### ACTIVITY
Copy, from the material below, each line that contains the word "which".

### EXERCISE INPUT
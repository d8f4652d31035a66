//! Embedder that delegates to a remote embedder service.
//!
//! The peer exposes `POST {base}/encode_tokens`, `POST {base}/encode_queries`
//! and `POST {base}/get_tokenizer_mode`. Any non-success status, transport
//! failure, timeout, or body without the expected field is a backend error;
//! nothing is retried.

use super::{fill_empty_tokens, Embedder};
use async_trait::async_trait;
use cubeserve_core::{Error, Result, Vector};
use serde::de::DeserializeOwned;
use serde::{Deserialize, Serialize};
use std::time::Duration;
use tracing::{debug, error};

/// Default per-request timeout
pub const DEFAULT_TIMEOUT: Duration = Duration::from_secs(30);

#[derive(Serialize)]
struct EncodeTokensRequest<'a> {
    tokens: &'a [Vec<String>],
}

#[derive(Serialize)]
struct EncodeQueriesRequest<'a> {
    queries: &'a [String],
}

#[derive(Deserialize)]
struct VectorsResponse {
    vectors: Option<Vec<Vector>>,
}

#[derive(Deserialize)]
struct TokenizerModeResponse {
    tokenizer_mode: Option<String>,
}

/// Remote embedder reached over HTTP
#[derive(Debug, Clone)]
pub struct NetworkEmbedder {
    base_url: String,
    mode: String,
    client: reqwest::Client,
}

impl NetworkEmbedder {
    /// Create an embedder for `base_url` with its own client.
    ///
    /// When `mode` is `None` it is taken from the URL's last path segment.
    pub fn new(
        base_url: impl Into<String>,
        mode: Option<String>,
        timeout: Duration,
    ) -> Result<Self> {
        let client = reqwest::Client::builder()
            .timeout(timeout)
            .build()
            .map_err(|e| Error::internal(format!("failed to build HTTP client: {}", e)))?;

        Ok(Self::with_client(base_url, mode, client))
    }

    /// Create an embedder sharing an existing client
    pub fn with_client(
        base_url: impl Into<String>,
        mode: Option<String>,
        client: reqwest::Client,
    ) -> Self {
        let base_url = base_url.into().trim_end_matches('/').to_string();
        let mode = mode.unwrap_or_else(|| {
            base_url
                .rsplit('/')
                .next()
                .unwrap_or_default()
                .to_string()
        });

        Self {
            base_url,
            mode,
            client,
        }
    }

    pub fn base_url(&self) -> &str {
        &self.base_url
    }

    async fn post<B, R>(&self, endpoint: &str, body: &B) -> Result<R>
    where
        B: Serialize + ?Sized + Sync,
        R: DeserializeOwned,
    {
        let url = format!("{}/{}", self.base_url, endpoint);
        debug!(url = %url, mode = %self.mode, "Calling network embedder");

        let response = self.client.post(&url).json(body).send().await.map_err(|e| {
            let message = if e.is_timeout() {
                format!("request timed out: {}", e)
            } else {
                format!("request failed: {}", e)
            };
            error!(url = %url, mode = %self.mode, "{}", message);
            Error::backend(&url, message)
        })?;

        let status = response.status();
        if !status.is_success() {
            error!(
                url = %url,
                mode = %self.mode,
                status = status.as_u16(),
                "Network embedder returned error status"
            );
            return Err(Error::backend(&url, format!("status code {}", status.as_u16())));
        }

        response
            .json::<R>()
            .await
            .map_err(|e| Error::backend(&url, format!("malformed response body: {}", e)))
    }

    fn check_vectors(
        &self,
        endpoint: &str,
        expected: usize,
        vectors: Option<Vec<Vector>>,
    ) -> Result<Vec<Vector>> {
        let url = format!("{}/{}", self.base_url, endpoint);
        let vectors = vectors.ok_or_else(|| Error::backend(&url, "no `vectors` in response"))?;

        if vectors.len() != expected {
            return Err(Error::backend(
                &url,
                format!("expected {} vectors, received {}", expected, vectors.len()),
            ));
        }
        if let Some(first) = vectors.first() {
            if vectors.iter().any(|v| v.len() != first.len()) {
                return Err(Error::backend(&url, "vectors have inconsistent dimensionality"));
            }
        }
        Ok(vectors)
    }
}

#[async_trait]
impl Embedder for NetworkEmbedder {
    async fn encode_tokens(&self, mut batch: Vec<Vec<String>>) -> Result<Vec<Vector>> {
        fill_empty_tokens(&mut batch);
        let response: VectorsResponse = self
            .post("encode_tokens", &EncodeTokensRequest { tokens: &batch })
            .await?;
        self.check_vectors("encode_tokens", batch.len(), response.vectors)
    }

    async fn encode_queries(&self, queries: &[String]) -> Result<Vec<Vector>> {
        let response: VectorsResponse = self
            .post("encode_queries", &EncodeQueriesRequest { queries })
            .await?;
        self.check_vectors("encode_queries", queries.len(), response.vectors)
    }

    async fn tokenizer_mode(&self) -> Result<String> {
        let response: TokenizerModeResponse = self
            .post("get_tokenizer_mode", &serde_json::json!({}))
            .await?;
        response.tokenizer_mode.ok_or_else(|| {
            Error::backend(
                format!("{}/get_tokenizer_mode", self.base_url),
                "no `tokenizer_mode` in response",
            )
        })
    }

    fn embedder_mode(&self) -> &str {
        &self.mode
    }
}

#[cfg(test)]
mod tests {
    use super::*;
    use axum::{http::StatusCode, routing::post, Json, Router};
    use serde_json::{json, Value};

    async fn spawn_peer(router: Router) -> String {
        let listener = tokio::net::TcpListener::bind("127.0.0.1:0").await.unwrap();
        let addr = listener.local_addr().unwrap();
        tokio::spawn(async move {
            axum::serve(listener, router).await.unwrap();
        });
        format!("http://{}", addr)
    }

    fn echo_peer() -> Router {
        // One 2-d vector per token list: [token count, length of first token]
        Router::new()
            .route(
                "/ru/encode_tokens",
                post(|Json(body): Json<Value>| async move {
                    let vectors: Vec<Vec<f32>> = body["tokens"]
                        .as_array()
                        .unwrap()
                        .iter()
                        .map(|tokens| {
                            let tokens = tokens.as_array().unwrap();
                            let first = tokens[0].as_str().unwrap();
                            vec![tokens.len() as f32, first.chars().count() as f32]
                        })
                        .collect();
                    Json(json!({ "vectors": vectors }))
                }),
            )
            .route(
                "/ru/encode_queries",
                post(|Json(body): Json<Value>| async move {
                    let count = body["queries"].as_array().unwrap().len();
                    Json(json!({ "vectors": vec![vec![1.0, 2.0]; count] }))
                }),
            )
            .route(
                "/ru/get_tokenizer_mode",
                post(|| async { Json(json!({ "tokenizer_mode": "token" })) }),
            )
    }

    #[tokio::test]
    async fn test_encode_round_trip() {
        let base = spawn_peer(echo_peer()).await;
        let embedder = NetworkEmbedder::new(format!("{}/ru", base), None, DEFAULT_TIMEOUT).unwrap();

        assert_eq!(embedder.embedder_mode(), "ru");

        let vectors = embedder
            .encode_tokens(vec![vec!["робот".into(), "вера".into()]])
            .await
            .unwrap();
        assert_eq!(vectors, vec![vec![2.0, 5.0]]);

        let vectors = embedder
            .encode_queries(&["a".to_string(), "b".to_string()])
            .await
            .unwrap();
        assert_eq!(vectors.len(), 2);

        assert_eq!(embedder.tokenizer_mode().await.unwrap(), "token");
    }

    #[tokio::test]
    async fn test_empty_token_lists_are_replaced_before_dispatch() {
        // Empty lists are sent as [""]: the peer sees one token of length 0.
        let base = spawn_peer(echo_peer()).await;
        let embedder = NetworkEmbedder::new(format!("{}/ru", base), None, DEFAULT_TIMEOUT).unwrap();

        let vectors = embedder
            .encode_tokens(vec![vec![], vec!["да".into()]])
            .await
            .unwrap();
        assert_eq!(vectors, vec![vec![1.0, 0.0], vec![1.0, 2.0]]);
    }

    #[tokio::test]
    async fn test_server_error_is_backend_error() {
        let router = Router::new().route(
            "/ru/encode_tokens",
            post(|| async { (StatusCode::INTERNAL_SERVER_ERROR, "boom") }),
        );
        let base = spawn_peer(router).await;
        let embedder = NetworkEmbedder::new(format!("{}/ru", base), None, DEFAULT_TIMEOUT).unwrap();

        let err = embedder
            .encode_tokens(vec![vec!["x".into()]])
            .await
            .unwrap_err();
        match err {
            Error::Backend { context, message } => {
                assert!(context.ends_with("/ru/encode_tokens"));
                assert!(message.contains("500"));
            }
            other => panic!("expected backend error, got {:?}", other),
        }
    }

    #[tokio::test]
    async fn test_missing_vectors_is_backend_error() {
        let router = Router::new()
            .route("/ru/encode_queries", post(|| async { Json(json!({ "result": [] })) }))
            .route("/ru/get_tokenizer_mode", post(|| async { Json(json!({})) }));
        let base = spawn_peer(router).await;
        let embedder = NetworkEmbedder::new(format!("{}/ru", base), None, DEFAULT_TIMEOUT).unwrap();

        let err = embedder.encode_queries(&["q".to_string()]).await.unwrap_err();
        assert!(err.to_string().contains("no `vectors`"));

        let err = embedder.tokenizer_mode().await.unwrap_err();
        assert!(matches!(err, Error::Backend { .. }));
    }

    #[tokio::test]
    async fn test_vector_count_mismatch_is_backend_error() {
        let router = Router::new().route(
            "/ru/encode_queries",
            post(|| async { Json(json!({ "vectors": [] })) }),
        );
        let base = spawn_peer(router).await;
        let embedder = NetworkEmbedder::new(format!("{}/ru", base), None, DEFAULT_TIMEOUT).unwrap();

        let err = embedder.encode_queries(&["q".to_string()]).await.unwrap_err();
        assert!(err.to_string().contains("expected 1 vectors"));
    }

    #[tokio::test]
    async fn test_timeout_is_backend_error() {
        let router = Router::new().route(
            "/ru/encode_queries",
            post(|| async {
                tokio::time::sleep(Duration::from_secs(5)).await;
                Json(json!({ "vectors": [[0.0]] }))
            }),
        );
        let base = spawn_peer(router).await;
        let embedder =
            NetworkEmbedder::new(format!("{}/ru", base), None, Duration::from_millis(100)).unwrap();

        let err = embedder.encode_queries(&["q".to_string()]).await.unwrap_err();
        match err {
            Error::Backend { message, .. } => assert!(message.contains("timed out")),
            other => panic!("expected backend error, got {:?}", other),
        }
    }
}
//! Vector embedders
//!
//! Provides the [`Embedder`] trait with two interchangeable backends:
//! - [`LocalEmbedder`]: in-process lookup table loaded from a `{mode}.kv` file
//! - [`NetworkEmbedder`]: delegates every call to a remote embedder service
//!
//! Backends are created through an [`EmbedderFactory`], which decides once,
//! from the syntax of its root location, which variant it builds.

pub mod factory;
pub mod local;
pub mod network;

pub use factory::{EmbedderFactory, FactoryType};
pub use local::{LocalEmbedder, VectorTable};
pub use network::NetworkEmbedder;

use async_trait::async_trait;
use cubeserve_core::{Result, Vector};

/// Token substituted for an empty token sequence before encoding
pub const EMPTY_TOKEN: &str = "";

/// Uniform embedding capability set.
///
/// Implementations are read-only after construction and can be shared
/// across request handlers without locking. For a given mode the vector
/// dimensionality is constant across calls.
#[async_trait]
pub trait Embedder: Send + Sync {
    /// Encode each token sequence into one vector, aligned with the input batch
    async fn encode_tokens(&self, batch: Vec<Vec<String>>) -> Result<Vec<Vector>>;

    /// Encode whole queries, aligned with the input batch
    async fn encode_queries(&self, queries: &[String]) -> Result<Vec<Vector>>;

    /// Tokenization scheme the backend applies to raw queries
    async fn tokenizer_mode(&self) -> Result<String>;

    /// Name of the embedding mode
    fn embedder_mode(&self) -> &str;
}

/// Replace every empty token sequence with a single empty-string token.
pub fn fill_empty_tokens(batch: &mut [Vec<String>]) {
    for tokens in batch.iter_mut().filter(|tokens| tokens.is_empty()) {
        tokens.push(EMPTY_TOKEN.to_string());
    }
}

#[cfg(test)]
mod tests {
    use super::*;

    #[test]
    fn test_fill_empty_tokens_mutates_batch() {
        let mut batch = vec![
            vec!["привет".to_string()],
            vec![],
            vec!["a".to_string(), "b".to_string()],
            vec![],
        ];
        fill_empty_tokens(&mut batch);

        assert_eq!(batch[0], vec!["привет"]);
        assert_eq!(batch[1], vec![EMPTY_TOKEN]);
        assert_eq!(batch[2], vec!["a", "b"]);
        assert_eq!(batch[3], vec![EMPTY_TOKEN]);
    }
}
//! Query tokenization for local embedders

use cubeserve_core::{Error, Result};
use regex::Regex;
use serde::{Deserialize, Serialize};
use std::fmt;
use std::str::FromStr;
use std::sync::OnceLock;

/// Tokenization scheme bound to a local embedder
#[derive(Debug, Clone, Copy, Default, PartialEq, Eq, Hash, Serialize, Deserialize)]
#[serde(rename_all = "lowercase")]
pub enum TokenizerMode {
    /// Lowercased word tokens, punctuation dropped
    #[default]
    Token,
    /// Whitespace-separated chunks, kept verbatim
    Raw,
}

impl TokenizerMode {
    pub fn as_str(&self) -> &'static str {
        match self {
            Self::Token => "token",
            Self::Raw => "raw",
        }
    }
}

impl fmt::Display for TokenizerMode {
    fn fmt(&self, f: &mut fmt::Formatter<'_>) -> fmt::Result {
        f.write_str(self.as_str())
    }
}

impl FromStr for TokenizerMode {
    type Err = Error;

    fn from_str(s: &str) -> Result<Self> {
        match s.trim().to_lowercase().as_str() {
            "token" => Ok(Self::Token),
            "raw" => Ok(Self::Raw),
            other => Err(Error::config(format!("unknown tokenizer mode '{}'", other))),
        }
    }
}

fn word_regex() -> &'static Regex {
    static WORD: OnceLock<Regex> = OnceLock::new();
    WORD.get_or_init(|| Regex::new(r"\w+").expect("word pattern is valid"))
}

/// Splits queries into tokens according to its mode
#[derive(Debug, Clone, Copy, Default)]
pub struct Tokenizer {
    mode: TokenizerMode,
}

impl Tokenizer {
    pub fn new(mode: TokenizerMode) -> Self {
        Self { mode }
    }

    pub fn mode(&self) -> TokenizerMode {
        self.mode
    }

    /// Tokenize a single query
    pub fn tokenize(&self, query: &str) -> Vec<String> {
        match self.mode {
            TokenizerMode::Token => word_regex()
                .find_iter(query)
                .map(|m| m.as_str().to_lowercase())
                .collect(),
            TokenizerMode::Raw => query.split_whitespace().map(str::to_string).collect(),
        }
    }

    /// Tokenize a batch of queries, preserving order
    pub fn tokenize_batch(&self, queries: &[String]) -> Vec<Vec<String>> {
        queries.iter().map(|q| self.tokenize(q)).collect()
    }
}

### EXERCISE RESPONSE
//! Backends are created through an [`EmbedderFactory`], which decides once,
//! from the syntax of its root location, which variant it builds.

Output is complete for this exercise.